The case, identified as Rakesh Yadav & Ors v. State of NCT of Delhi & Anr (Case No. 648/2020), was brought before the court under Section 482 of the Code of Criminal Procedure, 1973. The petitioners sought to quash the FIR registered at Police Station Mehrauli, Delhi, for offenses under Sections 376 (rape), 377 (unnatural offenses), 323 (voluntarily causing hurt), 509 (word, gesture or act intended to insult the modesty of a woman), 34 (acts done by several persons in furtherance of common intention), and 380 (theft) of the Indian Penal Code, 1860.

Legal Issues Involved

The primary legal issue revolved around whether an FIR for a serious offense such as rape could be quashed based on a compromise reached between the parties, particularly when the settlement involved a financial transaction. The petitioners argued that the complainant had agreed to settle her claims for Rs. 1.5 lakhs, down from an initial claim of Rs. 12 lakhs, due to the financial condition of the accused. They contended that the FIR was lodged out of anger and that the parties had since reconciled.

Court’s Decision

Justice Swarana Kanta Sharma, after hearing arguments from both sides, unequivocally refused to quash the FIR. The court highlighted the gravity of the allegations, noting that the complainant had initially supported the prosecution’s case with statements recorded under Sections 161 and 164 of the Cr.P.C. The court emphasized that crimes such as rape are offenses against society at large and cannot be trivialized through monetary settlements.

The court referred to the Supreme Court’s principles in State of Haryana v. Bhajan Lal (1992 SCC (Crl) 426) and Neeharika Infrastructure v. State of Maharashtra (2021 SCC OnLine 315), which outline the limited circumstances under which FIRs can be quashed. Justice Sharma observed:

 “The offence under Section 376 is a serious crime against society at large. If the prosecutrix has made false allegations and lodged a false FIR, she must face the consequences if proven. Therefore, this case does not merit the quashing of the FIR but necessitates a trial to determine whether the accused committed the offences or whether the complainant lodged a false complaint and now seeks to settle by accepting Rs. 1.5 lakhs.”

The court further stated:

 “Money, it seems, is to be exchanged for getting a quietus to the present criminal proceedings for the offense of rape—a proposition that is not only immoral but also strikes at the very core of our criminal justice system.”

Important Observations

Justice Sharma underscored that allowing such settlements would send a dangerous message that justice can be bought, thereby undermining the deterrent effect of criminal law. The court noted:

“To allow a settlement, such as the present one, to crystallize would amount to trivializing the sufferings of a rape victim, and reducing her anguish to a mere transaction.

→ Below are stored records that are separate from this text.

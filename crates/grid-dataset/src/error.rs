//! Error types for dataset construction, merging and loading.

use acquisition_common::AcquisitionError;
use thiserror::Error;

/// Errors that can occur while building or reading a dataset.
#[derive(Error, Debug)]
pub enum DatasetError {
    /// Failed to read array values from the backing source.
    #[error("failed to read '{name}': {message}")]
    ReadFailed { name: String, message: String },

    /// Array shape disagrees with the dimensions it is declared over.
    #[error("shape mismatch for '{name}': expected {expected:?}, got {actual:?}")]
    ShapeMismatch {
        name: String,
        expected: Vec<usize>,
        actual: Vec<usize>,
    },

    /// A dimension was redeclared with a different length.
    #[error("dimension '{name}' has length {existing}, cannot redeclare as {requested}")]
    DimensionConflict {
        name: String,
        existing: usize,
        requested: usize,
    },

    /// Referenced dimension does not exist.
    #[error("unknown dimension: {0}")]
    UnknownDimension(String),

    /// Referenced variable does not exist.
    #[error("unknown variable: {0}")]
    UnknownVariable(String),

    /// Inputs cannot be combined into one dataset.
    #[error("cannot merge datasets: {0}")]
    MergeConflict(String),

    /// Anything else structurally wrong.
    #[error("invalid dataset: {0}")]
    Invalid(String),
}

impl DatasetError {
    /// Create a ReadFailed error.
    pub fn read_failed(name: impl Into<String>, msg: impl Into<String>) -> Self {
        Self::ReadFailed {
            name: name.into(),
            message: msg.into(),
        }
    }

    /// Create a MergeConflict error.
    pub fn merge_conflict(msg: impl Into<String>) -> Self {
        Self::MergeConflict(msg.into())
    }
}

impl From<DatasetError> for AcquisitionError {
    fn from(err: DatasetError) -> Self {
        match err {
            DatasetError::ReadFailed { .. } => AcquisitionError::DataReadError(err.to_string()),
            DatasetError::MergeConflict(msg) => AcquisitionError::MergeError(msg),
            other => AcquisitionError::DatasetOpen(other.to_string()),
        }
    }
}

/// Result type for dataset operations.
pub type Result<T> = std::result::Result<T, DatasetError>;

It would amount to giving a message to perpetrators of such offense that heinous act of rape can be absolved by paying money to the victim, a notion that is as repugnant as it is repulsive.”

Also Read

The case was argued by Additional Public Prosecutor Naresh Kumar Chahar, with Advocates Jasir Aftab and Md Hedayatullah representing the State. The judgment, delivered on July 1, 2024, has been uploaded on the Delhi High Court’s website for public access.